Primary Section: 14, Chemistry
Secondary Section: 21, Biochemistry
Membership Type:
Member (elected 2021)

Biosketch

David R. Liu is the Richard Merkin Professor and director of the Merkin Institute of Transformative Technologies in Healthcare, vice chair of the faculty at the Broad Institute of Harvard and MIT, the Thomas Dudley Cabot Professor of the Natural Sciences at Harvard University, and a Howard Hughes Medical Institute (HHMI) investigator. Liu’s research integrates chemistry and evolution to illuminate biology and enable next-generation therapeutics. He graduated first in his class at Harvard College in 1994. During his doctoral research at U. C. Berkeley, Liu initiated the first general effort to expand the genetic code in living cells.
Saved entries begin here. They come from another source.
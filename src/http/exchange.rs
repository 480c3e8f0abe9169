//! Buffered HTTP exchanges.
//!
//! Both inbound requests served by this process and outbound calls it makes
//! are captured in the same shape so one redaction pipeline and one sink
//! handle both.

use std::time::Duration;

use axum::body::Bytes;
use axum::http::{header, request, HeaderMap, Method, StatusCode, Uri};
use serde::Serialize;

/// Which side of the wire the exchange was observed on.
#[derive(Debug, Clone, Copy, PartialEq, Eq, Serialize)]
#[serde(rename_all = "lowercase")]
pub enum Origin {
    /// A request served by this process.
    Local,
    /// A call this process made to another service.
    Remote,
}

impl Origin {
    pub fn as_str(&self) -> &'static str {
        match self {
            Origin::Local => "local",
            Origin::Remote => "remote",
        }
    }
}

/// The request half of an exchange.
#[derive(Debug, Clone)]
pub struct ExchangeRequest {
    pub method: Method,
    pub path: String,
    pub query: Option<String>,
    pub headers: HeaderMap,
    pub body: Bytes,
    /// The body was not captured in full and is left out of the record.
    pub body_truncated: bool,
}

impl ExchangeRequest {
    pub fn new(method: Method, uri: &Uri, headers: HeaderMap, body: Bytes) -> Self {
        Self {
            method,
            path: uri.path().to_string(),
            query: uri.query().map(str::to_string),
            headers,
            body,
            body_truncated: false,
        }
    }

    pub fn from_parts(parts: &request::Parts, body: Bytes) -> Self {
        Self::new(parts.method.clone(), &parts.uri, parts.headers.clone(), body)
    }

    pub fn content_type(&self) -> Option<&str> {
        content_type(&self.headers)
    }
}

/// The response half of an exchange.
#[derive(Debug, Clone)]
pub struct ExchangeResponse {
    pub status: StatusCode,
    pub headers: HeaderMap,
    pub body: Bytes,
    pub body_truncated: bool,
    pub duration: Duration,
}

impl ExchangeResponse {
    pub fn content_type(&self) -> Option<&str> {
        content_type(&self.headers)
    }
}

/// One request and, when the call completed, its response.
#[derive(Debug, Clone)]
pub struct HttpExchange {
    pub origin: Origin,
    pub request: ExchangeRequest,
    pub response: Option<ExchangeResponse>,
}

impl HttpExchange {
    pub fn path(&self) -> &str {
        &self.request.path
    }
}

fn content_type(headers: &HeaderMap) -> Option<&str> {
    headers.get(header::CONTENT_TYPE).and_then(|v| v.to_str().ok())
}
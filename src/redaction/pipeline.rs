//! The redaction pipeline.
//!
//! Three independent passes over a captured exchange:
//! - headers: name sets, case-insensitive
//! - query: name sets, exact
//! - body: JSON property names at any depth, then path-expression groups;
//!   form bodies are treated like query strings
//!
//! The pipeline is immutable after construction and a pure function of
//! (rules, exchange), so one instance is shared by every request.

use std::collections::BTreeMap;
use std::time::Duration;

use axum::http::HeaderMap;
use serde_json::Value;

use crate::config::ObfuscateConfig;
use crate::http::exchange::{ExchangeRequest, ExchangeResponse, HttpExchange, Origin};
use crate::redaction::query::redact_pairs;
use crate::redaction::rules::{
    redact_fields, JsonPathRule, NameSet, RedactionError, BASELINE_BODY_FIELDS, BASELINE_HEADERS,
    BASELINE_PARAMETERS, REPLACEMENT,
};

/// Header names to their (possibly redacted) values, sorted by name.
pub type RedactedHeaders = BTreeMap<String, Vec<String>>;

/// A body after redaction.
#[derive(Debug, Clone, PartialEq)]
pub enum RedactedBody {
    Empty,
    /// Parsed JSON with every rule applied.
    Json(Value),
    /// Form or plain-text content.
    Text(String),
    /// Declared as JSON but could not be parsed; kept as received.
    Unparseable(String),
    /// Not captured in full, so nothing is logged.
    Omitted,
}

impl RedactedBody {
    pub fn parse_failed(&self) -> bool {
        matches!(self, RedactedBody::Unparseable(_))
    }

    pub fn omitted(&self) -> bool {
        matches!(self, RedactedBody::Omitted)
    }

    /// JSON view used in log records.
    pub fn to_value(&self) -> Option<Value> {
        match self {
            RedactedBody::Empty | RedactedBody::Omitted => None,
            RedactedBody::Json(value) => Some(value.clone()),
            RedactedBody::Text(text) | RedactedBody::Unparseable(text) => {
                Some(Value::String(text.clone()))
            }
        }
    }
}

#[derive(Debug, Clone, PartialEq)]
pub struct RedactedRequest {
    pub method: String,
    pub path: String,
    pub query: Option<String>,
    pub headers: RedactedHeaders,
    pub body: RedactedBody,
}

impl RedactedRequest {
    /// Path with the redacted query string, if any.
    pub fn uri(&self) -> String {
        match &self.query {
            Some(query) if !query.is_empty() => format!("{}?{}", self.path, query),
            _ => self.path.clone(),
        }
    }
}

#[derive(Debug, Clone, PartialEq)]
pub struct RedactedResponse {
    pub status: u16,
    pub headers: RedactedHeaders,
    pub body: RedactedBody,
    pub duration: Duration,
}

#[derive(Debug, Clone, PartialEq)]
pub struct RedactedExchange {
    pub origin: Origin,
    pub request: RedactedRequest,
    pub response: Option<RedactedResponse>,
}

impl RedactedExchange {
    pub fn body_parse_failed(&self) -> bool {
        self.request.body.parse_failed()
            || self.response.as_ref().is_some_and(|r| r.body.parse_failed())
    }
}

enum BodyKind {
    Json,
    Form,
    Other,
}

fn classify(content_type: Option<&str>) -> BodyKind {
    let Some(content_type) = content_type else {
        return BodyKind::Other;
    };
    let mime = content_type
        .split(';')
        .next()
        .unwrap_or_default()
        .trim()
        .to_ascii_lowercase();
    if mime == "application/json" || mime.ends_with("+json") {
        BodyKind::Json
    } else if mime == "application/x-www-form-urlencoded" {
        BodyKind::Form
    } else {
        BodyKind::Other
    }
}

/// Compiled redaction rules.
#[derive(Debug, Clone)]
pub struct RedactionPipeline {
    headers: NameSet,
    parameters: NameSet,
    body_fields: NameSet,
    json_paths: Vec<JsonPathRule>,
}

impl Default for RedactionPipeline {
    fn default() -> Self {
        Self::baseline()
    }
}

impl RedactionPipeline {
    /// Pipeline with only the built-in rules.
    pub fn baseline() -> Self {
        Self {
            headers: NameSet::case_insensitive(BASELINE_HEADERS.iter().copied()),
            parameters: NameSet::exact(BASELINE_PARAMETERS.iter().copied()),
            body_fields: NameSet::exact(BASELINE_BODY_FIELDS.iter().copied()),
            json_paths: Vec::new(),
        }
    }

    /// Built-in rules plus everything in `config`.
    pub fn from_config(config: &ObfuscateConfig) -> Result<Self, RedactionError> {
        let headers = NameSet::case_insensitive(
            BASELINE_HEADERS
                .iter()
                .map(|h| h.to_string())
                .chain(config.headers.iter().cloned()),
        );
        let parameters = NameSet::exact(
            BASELINE_PARAMETERS
                .iter()
                .map(|p| p.to_string())
                .chain(config.parameters.iter().cloned()),
        );
        let body_fields = NameSet::exact(
            BASELINE_BODY_FIELDS
                .iter()
                .map(|f| f.to_string())
                .chain(config.body_fields.iter().cloned()),
        );
        let json_paths = config
            .body_fields_json_path
            .iter()
            .map(|(label, patterns)| JsonPathRule::compile(label, patterns))
            .collect::<Result<Vec<_>, _>>()?;

        tracing::debug!(
            headers = headers.len(),
            parameters = parameters.len(),
            body_fields = body_fields.len(),
            json_path_groups = json_paths.len(),
            "Redaction rules compiled"
        );

        Ok(Self {
            headers,
            parameters,
            body_fields,
            json_paths,
        })
    }

    pub fn redact_headers(&self, headers: &HeaderMap) -> RedactedHeaders {
        let mut redacted = RedactedHeaders::new();
        for (name, value) in headers {
            let value = if self.headers.contains(name.as_str()) {
                REPLACEMENT.to_string()
            } else {
                String::from_utf8_lossy(value.as_bytes()).into_owned()
            };
            redacted.entry(name.as_str().to_string()).or_default().push(value);
        }
        redacted
    }

    pub fn redact_query(&self, query: &str) -> String {
        redact_pairs(query, &self.parameters)
    }

    pub fn redact_body(&self, content_type: Option<&str>, body: &[u8]) -> RedactedBody {
        if body.is_empty() {
            return RedactedBody::Empty;
        }
        match classify(content_type) {
            BodyKind::Json => match serde_json::from_slice::<Value>(body) {
                Ok(mut document) => {
                    self.redact_document(&mut document);
                    RedactedBody::Json(document)
                }
                Err(e) => {
                    tracing::debug!(error = %e, "Body declared as JSON could not be parsed");
                    RedactedBody::Unparseable(String::from_utf8_lossy(body).into_owned())
                }
            },
            BodyKind::Form => {
                RedactedBody::Text(redact_pairs(&String::from_utf8_lossy(body), &self.body_fields))
            }
            BodyKind::Other => RedactedBody::Text(String::from_utf8_lossy(body).into_owned()),
        }
    }

    /// Apply the body-field and path-expression rules to a parsed document.
    pub fn redact_document(&self, document: &mut Value) -> usize {
        let mut replaced = redact_fields(document, &self.body_fields);
        for rule in &self.json_paths {
            replaced += rule.apply(document);
        }
        replaced
    }

    pub fn redact(&self, exchange: &HttpExchange) -> RedactedExchange {
        RedactedExchange {
            origin: exchange.origin,
            request: self.redact_request(&exchange.request),
            response: exchange.response.as_ref().map(|r| self.redact_response(r)),
        }
    }

    fn redact_request(&self, request: &ExchangeRequest) -> RedactedRequest {
        RedactedRequest {
            method: request.method.to_string(),
            path: request.path.clone(),
            query: request.query.as_deref().map(|q| self.redact_query(q)),
            headers: self.redact_headers(&request.headers),
            body: if request.body_truncated {
                RedactedBody::Omitted
            } else {
                self.redact_body(request.content_type(), &request.body)
            },
        }
    }

    fn redact_response(&self, response: &ExchangeResponse) -> RedactedResponse {
        RedactedResponse {
            status: response.status.as_u16(),
            headers: self.redact_headers(&response.headers),
            body: if response.body_truncated {
                RedactedBody::Omitted
            } else {
                self.redact_body(response.content_type(), &response.body)
            },
            duration: response.duration,
        }
    }
}

#[cfg(test)]
mod tests {
    use super::*;
    use axum::body::Bytes;
    use axum::http::{HeaderValue, Method, StatusCode, Uri};
    use serde_json::json;
    use std::collections::{BTreeMap, BTreeSet};

    fn configured() -> RedactionPipeline {
        let config = ObfuscateConfig {
            headers: BTreeSet::from(["X-Api-Key".to_string()]),
            parameters: BTreeSet::from(["password".to_string()]),
            body_fields: BTreeSet::from(["password".to_string()]),
            body_fields_json_path: BTreeMap::from([(
                "user.notes".to_string(),
                vec![r"\d{4}-\d{4}-\d{4}-\d{4}".to_string()],
            )]),
        };
        RedactionPipeline::from_config(&config).unwrap()
    }

    fn json_headers() -> HeaderMap {
        let mut headers = HeaderMap::new();
        headers.insert("content-type", HeaderValue::from_static("application/json"));
        headers
    }

    fn exchange(body: &'static str) -> HttpExchange {
        let mut headers = json_headers();
        headers.insert("authorization", HeaderValue::from_static("Bearer abc"));
        headers.insert("x-api-key", HeaderValue::from_static("k-123"));
        headers.insert("x-foo", HeaderValue::from_static("bar"));
        HttpExchange {
            origin: Origin::Local,
            request: ExchangeRequest::new(
                Method::POST,
                &Uri::from_static("/api/users?password=hunter2&page=1"),
                headers,
                Bytes::from_static(body.as_bytes()),
            ),
            response: Some(ExchangeResponse {
                status: StatusCode::CREATED,
                headers: json_headers(),
                body: Bytes::from_static(br#"{"id":1,"access_token":"t0k3n"}"#),
                body_truncated: false,
                duration: Duration::from_millis(3),
            }),
        }
    }

    #[test]
    fn test_nested_body_field() {
        let pipeline = configured();
        let body = pipeline.redact_body(Some("application/json"), br#"{"user":{"password":"secret"}}"#);
        assert_eq!(body, RedactedBody::Json(json!({"user": {"password": "XXX"}})));
    }

    #[test]
    fn test_three_passes() {
        let redacted = configured().redact(&exchange(
            r#"{"user":{"name":"ann","password":"pw","notes":"card 4111-1111-1111-1111"}}"#,
        ));
        let request = &redacted.request;
        assert_eq!(request.headers["authorization"], vec!["XXX"]);
        assert_eq!(request.headers["x-api-key"], vec!["XXX"]);
        assert_eq!(request.headers["x-foo"], vec!["bar"]);
        assert_eq!(request.uri(), "/api/users?password=XXX&page=1");
        assert_eq!(
            request.body,
            RedactedBody::Json(json!({"user": {"name": "ann", "password": "XXX", "notes": "card XXX"}}))
        );

        let response = redacted.response.as_ref().unwrap();
        assert_eq!(response.status, 201);
        assert_eq!(response.body, RedactedBody::Json(json!({"id": 1, "access_token": "XXX"})));
        assert!(!redacted.body_parse_failed());
    }

    #[test]
    fn test_baseline_cannot_be_disabled() {
        let pipeline = RedactionPipeline::from_config(&ObfuscateConfig::default()).unwrap();
        let mut headers = HeaderMap::new();
        headers.insert("Proxy-Authorization", HeaderValue::from_static("Basic x"));
        assert_eq!(pipeline.redact_headers(&headers)["proxy-authorization"], vec!["XXX"]);
        assert_eq!(pipeline.redact_query("access_token=a"), "access_token=XXX");
    }

    #[test]
    fn test_redaction_is_idempotent() {
        let pipeline = configured();
        let first = pipeline.redact(&exchange(
            r#"{"password":"pw","user":{"password":"x","notes":"4111-1111-1111-1111"}}"#,
        ));

        // Feed the redacted record back through the pipeline.
        let mut headers = HeaderMap::new();
        for (name, values) in &first.request.headers {
            for value in values {
                headers.append(
                    axum::http::HeaderName::from_bytes(name.as_bytes()).unwrap(),
                    HeaderValue::from_str(value).unwrap(),
                );
            }
        }
        let body = match &first.request.body {
            RedactedBody::Json(value) => Bytes::from(serde_json::to_vec(value).unwrap()),
            other => panic!("unexpected body {other:?}"),
        };
        let replay = HttpExchange {
            origin: Origin::Local,
            request: ExchangeRequest::new(
                Method::POST,
                &first.request.uri().parse::<Uri>().unwrap(),
                headers,
                body,
            ),
            response: None,
        };
        let second = pipeline.redact(&replay);
        assert_eq!(second.request, first.request);
    }

    #[test]
    fn test_truncated_body_is_omitted() {
        let mut partial = exchange(r#"{"password":"sec"#);
        partial.request.body_truncated = true;
        let redacted = configured().redact(&partial);
        assert_eq!(redacted.request.body, RedactedBody::Omitted);
        assert!(redacted.request.body.to_value().is_none());
        assert!(!redacted.body_parse_failed());
        assert!(redacted.response.unwrap().body.to_value().is_some());
    }

    #[test]
    fn test_malformed_json_is_kept_and_flagged() {
        let body = configured().redact_body(Some("application/json"), br#"{"password": "#);
        assert!(body.parse_failed());
        assert_eq!(body.to_value(), Some(json!(r#"{"password": "#)));
    }

    #[test]
    fn test_form_and_text_bodies() {
        let pipeline = configured();
        assert_eq!(
            pipeline.redact_body(
                Some("application/x-www-form-urlencoded; charset=utf-8"),
                b"user=ann&password=pw&refresh_token=r"
            ),
            RedactedBody::Text("user=ann&password=XXX&refresh_token=XXX".into())
        );
        assert_eq!(
            pipeline.redact_body(Some("text/plain"), b"password=pw"),
            RedactedBody::Text("password=pw".into())
        );
        assert_eq!(
            pipeline.redact_body(Some("application/problem+json"), br#"{"password":1}"#),
            RedactedBody::Json(json!({"password": "XXX"}))
        );
        assert_eq!(pipeline.redact_body(None, b""), RedactedBody::Empty);
    }
}
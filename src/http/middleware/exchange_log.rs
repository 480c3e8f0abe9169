//! Inbound exchange logging middleware.

use std::time::Instant;

use axum::{
    body::{Body, Bytes},
    extract::State,
    http::Request,
    middleware::Next,
    response::Response,
};
use futures_util::{stream, StreamExt};

use crate::http::exchange::{ExchangeRequest, ExchangeResponse, HttpExchange, Origin};
use crate::observability::{metrics, ExchangeLogger};

/// Records the exchange without changing it.
///
/// Excluded paths pass straight through without buffering. Bodies larger
/// than the logging limit, or that fail to read, are still delivered in
/// full and are left out of the record.
pub async fn exchange_log_middleware(
    State(logger): State<ExchangeLogger>,
    request: Request<Body>,
    next: Next,
) -> Response {
    if logger.is_excluded(request.uri().path()) {
        metrics::record_excluded(Origin::Local);
        return next.run(request).await;
    }

    let started = Instant::now();
    let (parts, body) = request.into_parts();
    let (body, observed) = capture(body, logger.max_body_bytes()).await;
    let mut captured = ExchangeRequest::from_parts(&parts, observed.clone().unwrap_or_default());
    captured.body_truncated = observed.is_none();

    let response = next.run(Request::from_parts(parts, body)).await;

    let (parts, body) = response.into_parts();
    let (body, observed) = capture(body, logger.max_body_bytes()).await;

    logger.log(&HttpExchange {
        origin: Origin::Local,
        request: captured,
        response: Some(ExchangeResponse {
            status: parts.status,
            headers: parts.headers.clone(),
            body_truncated: observed.is_none(),
            body: observed.unwrap_or_default(),
            duration: started.elapsed(),
        }),
    });

    Response::from_parts(parts, body)
}

/// Read up to `limit` bytes of `body` for logging.
///
/// Returns a body that yields exactly what the original would have, and the
/// complete content only when it fit within `limit` and read cleanly.
async fn capture(body: Body, limit: usize) -> (Body, Option<Bytes>) {
    let mut frames = body.into_data_stream();
    let mut chunks: Vec<Bytes> = Vec::new();
    let mut seen = 0usize;

    loop {
        match frames.next().await {
            None => {
                let bytes = Bytes::from(chunks.concat());
                return (Body::from(bytes.clone()), Some(bytes));
            }
            Some(Ok(chunk)) => {
                seen += chunk.len();
                chunks.push(chunk);
                if seen > limit {
                    tracing::debug!(limit, "Body exceeds logging limit, not captured");
                    let replay = stream::iter(chunks.into_iter().map(Ok)).chain(frames);
                    return (Body::from_stream(replay), None);
                }
            }
            Some(Err(e)) => {
                tracing::warn!(error = %e, "Failed to read body for logging");
                let replay = chunks
                    .into_iter()
                    .map(Ok)
                    .chain(std::iter::once(Err(e)));
                return (Body::from_stream(stream::iter(replay)), None);
            }
        }
    }
}
//! Root-anchored path expressions over JSON documents.
//!
//! Supported forms: `$`, `$.a.b`, `$.a[0]`, `$.a[*]`, `$.*`, `$['a b']`.
//! A label without the leading `$` (e.g. `user.notes`) is read as `$.user.notes`.

use serde_json::Value;

use crate::redaction::rules::RedactionError;

#[derive(Debug, Clone, PartialEq, Eq)]
pub enum Segment {
    Field(String),
    Index(usize),
    Wildcard,
}

/// A parsed path expression.
#[derive(Debug, Clone, PartialEq, Eq)]
pub struct JsonPath {
    expression: String,
    segments: Vec<Segment>,
}

impl JsonPath {
    pub fn parse(expression: &str) -> Result<Self, RedactionError> {
        let trimmed = expression.trim();
        let anchored = match trimmed.strip_prefix('$') {
            Some(rest) => rest.to_string(),
            None if trimmed.starts_with('[') => trimmed.to_string(),
            None => format!(".{trimmed}"),
        };

        let segments = parse_segments(&anchored).map_err(|reason| RedactionError::InvalidPath {
            expression: expression.to_string(),
            reason,
        })?;

        Ok(Self {
            expression: format!("${anchored}"),
            segments,
        })
    }

    /// Normalized expression, always starting with `$`.
    pub fn expression(&self) -> &str {
        &self.expression
    }

    pub fn segments(&self) -> &[Segment] {
        &self.segments
    }

    /// Call `f` on every value selected by this path.
    pub fn for_each_mut(&self, document: &mut Value, f: &mut dyn FnMut(&mut Value)) {
        visit(document, &self.segments, f);
    }
}

fn visit(value: &mut Value, segments: &[Segment], f: &mut dyn FnMut(&mut Value)) {
    let Some((head, rest)) = segments.split_first() else {
        f(value);
        return;
    };

    match (head, value) {
        (Segment::Field(name), Value::Object(map)) => {
            if let Some(child) = map.get_mut(name) {
                visit(child, rest, f);
            }
        }
        (Segment::Index(index), Value::Array(items)) => {
            if let Some(child) = items.get_mut(*index) {
                visit(child, rest, f);
            }
        }
        (Segment::Wildcard, Value::Object(map)) => {
            for child in map.values_mut() {
                visit(child, rest, f);
            }
        }
        (Segment::Wildcard, Value::Array(items)) => {
            for child in items.iter_mut() {
                visit(child, rest, f);
            }
        }
        _ => {}
    }
}

fn parse_segments(input: &str) -> Result<Vec<Segment>, String> {
    let mut segments = Vec::new();
    let mut chars = input.chars().peekable();

    while let Some(c) = chars.next() {
        match c {
            '.' => {
                if chars.peek() == Some(&'*') {
                    chars.next();
                    segments.push(Segment::Wildcard);
                    continue;
                }
                let mut name = String::new();
                while let Some(&next) = chars.peek() {
                    if next == '.' || next == '[' {
                        break;
                    }
                    name.push(next);
                    chars.next();
                }
                if name.is_empty() {
                    return Err("empty field name (recursive descent is not supported)".to_string());
                }
                segments.push(Segment::Field(name));
            }
            '[' => match chars.peek() {
                Some(&quote) if quote == '\'' || quote == '"' => {
                    chars.next();
                    let mut name = String::new();
                    loop {
                        match chars.next() {
                            Some(ch) if ch == quote => break,
                            Some(ch) => name.push(ch),
                            None => return Err("unterminated quoted field".to_string()),
                        }
                    }
                    if chars.next() != Some(']') {
                        return Err("expected ']' after quoted field".to_string());
                    }
                    segments.push(Segment::Field(name));
                }
                _ => {
                    let mut inner = String::new();
                    let mut closed = false;
                    for ch in chars.by_ref() {
                        if ch == ']' {
                            closed = true;
                            break;
                        }
                        inner.push(ch);
                    }
                    if !closed {
                        return Err("missing ']'".to_string());
                    }
                    let inner = inner.trim();
                    if inner == "*" {
                        segments.push(Segment::Wildcard);
                    } else {
                        let index = inner
                            .parse::<usize>()
                            .map_err(|_| format!("invalid index '{inner}'"))?;
                        segments.push(Segment::Index(index));
                    }
                }
            },
            other => return Err(format!("unexpected character '{other}'")),
        }
    }

    Ok(segments)
}
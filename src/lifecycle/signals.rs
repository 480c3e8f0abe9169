//! OS signals and graceful shutdown.
//!
//! # Responsibilities
//! - Wait for SIGINT (Ctrl+C) or SIGTERM
//! - Fan the stop request out to every running server

use tokio::sync::broadcast;

/// Stop request shared by every server in the process.
///
/// Each server holds a receiver from [`Shutdown::subscribe`] and drains when
/// [`Shutdown::trigger`] fires. Clones share the same channel.
#[derive(Clone)]
pub struct Shutdown {
    tx: broadcast::Sender<()>,
}

impl Shutdown {
    pub fn new() -> Self {
        Self {
            tx: broadcast::channel(1).0,
        }
    }

    pub fn subscribe(&self) -> broadcast::Receiver<()> {
        self.tx.subscribe()
    }

    /// No-op when nothing is subscribed.
    pub fn trigger(&self) {
        let _ = self.tx.send(());
    }
}

impl Default for Shutdown {
    fn default() -> Self {
        Self::new()
    }
}

/// Resolve when the process is asked to stop.
pub async fn wait_for_signal() {
    let ctrl_c = async {
        if let Err(e) = tokio::signal::ctrl_c().await {
            tracing::error!(error = %e, "Failed to install Ctrl+C handler");
            std::future::pending::<()>().await;
        }
    };

    #[cfg(unix)]
    let terminate = async {
        use tokio::signal::unix::{signal, SignalKind};
        match signal(SignalKind::terminate()) {
            Ok(mut stream) => {
                stream.recv().await;
            }
            Err(e) => {
                tracing::error!(error = %e, "Failed to install SIGTERM handler");
                std::future::pending::<()>().await;
            }
        }
    };

    #[cfg(not(unix))]
    let terminate = std::future::pending::<()>();

    tokio::select! {
        _ = ctrl_c => tracing::info!(signal = "SIGINT", "Signal received"),
        _ = terminate => tracing::info!(signal = "SIGTERM", "Signal received"),
    }
}

/// Trigger `shutdown` on the first signal.
pub fn spawn_signal_handler(shutdown: &Shutdown) {
    let shutdown = shutdown.clone();
    tokio::spawn(async move {
        wait_for_signal().await;
        shutdown.trigger();
    });
}
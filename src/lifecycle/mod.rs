//! Lifecycle management subsystem.
//!
//! # Data Flow
//! ```text
//! Startup (main.rs):
//!     Load config → Validate → Logging/metrics → Bind listener → Serve
//!
//! Shutdown (signals.rs):
//!     SIGTERM/SIGINT → Shutdown::trigger → Servers drain and exit
//! ```

pub mod signals;

pub use signals::{spawn_signal_handler, wait_for_signal, Shutdown};
//! Projection of the inbound request onto outbound calls.
//!
//! # Responsibilities
//! - Copy every inbound `x-` header onto an outgoing request
//! - Stamp the live correlation id on every outgoing request
//!
//! # Design Decisions
//! - The inbound snapshot is read from the request scope, not passed around
//! - Copied headers replace any value the caller already set
//! - The correlation id is written last so it always wins

use axum::http::{HeaderMap, HeaderValue};

use crate::context::ContextPropagator;
use crate::http::request::{CORRELATION_HEADER, FORWARDED_PREFIX};

#[derive(Debug, Clone)]
pub struct OutboundHeaderForwarder {
    prefix: String,
}

impl Default for OutboundHeaderForwarder {
    fn default() -> Self {
        Self::with_prefix(FORWARDED_PREFIX)
    }
}

impl OutboundHeaderForwarder {
    pub fn new() -> Self {
        Self::default()
    }

    /// Header names are stored lowercase, so the prefix is normalized too.
    pub fn with_prefix(prefix: &str) -> Self {
        Self {
            prefix: prefix.to_ascii_lowercase(),
        }
    }

    /// Mutate `headers` of an outgoing request.
    ///
    /// Outside a request scope (background work) only the correlation id is
    /// set, and only if one is present.
    pub fn apply(&self, headers: &mut HeaderMap) {
        if let Some(inbound) = ContextPropagator::inbound_headers() {
            for name in inbound.names_with_prefix(&self.prefix) {
                headers.remove(name);
                for value in inbound.get_all(name) {
                    headers.append(name.clone(), value.clone());
                }
            }
        }

        if let Some(correlation_id) = ContextPropagator::correlation_id() {
            match HeaderValue::from_str(&correlation_id) {
                Ok(value) => {
                    headers.insert(CORRELATION_HEADER, value);
                }
                Err(e) => tracing::warn!(error = %e, "Correlation id is not a valid header value"),
            }
        }
    }
}
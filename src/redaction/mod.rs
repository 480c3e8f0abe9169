//! Redaction of captured HTTP exchanges.
//!
//! # Data Flow
//! ```text
//! [logbook.obfuscate] config
//!     → rules.rs (baseline ∪ configured name sets, compiled path groups)
//!     → pipeline.rs (RedactionPipeline, built once at startup)
//!
//! HttpExchange
//!     → headers pass (case-insensitive names)
//!     → query pass (query.rs, exact names)
//!     → body pass (JSON fields at any depth, json_path.rs groups, form pairs)
//!     → RedactedExchange
//! ```
//!
//! # Design Decisions
//! - Every redacted value becomes the literal [`REPLACEMENT`]
//! - Bad patterns fail configuration loading, never a request
//! - Malformed bodies are kept verbatim and flagged

pub mod json_path;
pub mod pipeline;
pub mod query;
pub mod rules;

pub use json_path::JsonPath;
pub use pipeline::{
    RedactedBody, RedactedExchange, RedactedHeaders, RedactedRequest, RedactedResponse,
    RedactionPipeline,
};
pub use rules::{JsonPathRule, NameSet, RedactionError, REPLACEMENT};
He earned his Ph.D. in 1999 and became assistant professor of chemistry and chemical biology at Harvard University in the same year. He was promoted to associate professor in 2003 and to full professor in 2005. Liu became a Howard Hughes Medical Institute investigator in 2005 and joined the JASONs, academic science advisors to the U.S. government, in 2009. Liu has been elected to the U.S. National Academy of Science, the U.S. National Academy of Medicine, and the American Association for the Advancement of Science. He has published more than 200 papers and is the inventor on more than 75 issued U.S. patents. In 2016 and 2020 Liu was named one of the Top 20 Translational Researchers in the world by Nature Biotechnology, and was named one of Nature’s 10 researchers in world in 2017. He is the scientific founder or co-founder of several biotechnology and therapeutics companies, including Prime Medicine, Beam Therapeutics, Exo Therapeutics, Chroma Medicine, Pairwise Plants, and Editas Medicine.

Research Interests

Liu’s research integrates chemistry and evolution to illuminate biology and enable next-generation therapeutics. His major research interests include the engineering, evolution, and in vivo delivery of genome editing proteins such as base editors and prime editors to study and treat genetic diseases; the evolution of proteins with novel therapeutic potential using phage-assisted continuous evolution (PACE); and the discovery of bioactive synthetic small molecules and synthetic polymers using DNA-templated organic synthesis, DNA-encoded libraries, and Darwinian selection. Base editing (a Science 2017 Breakthrough of the Year finalist), prime editing, PACE, and DNA-templated organic synthesis are four examples of technologies pioneered in Liu’s laboratory.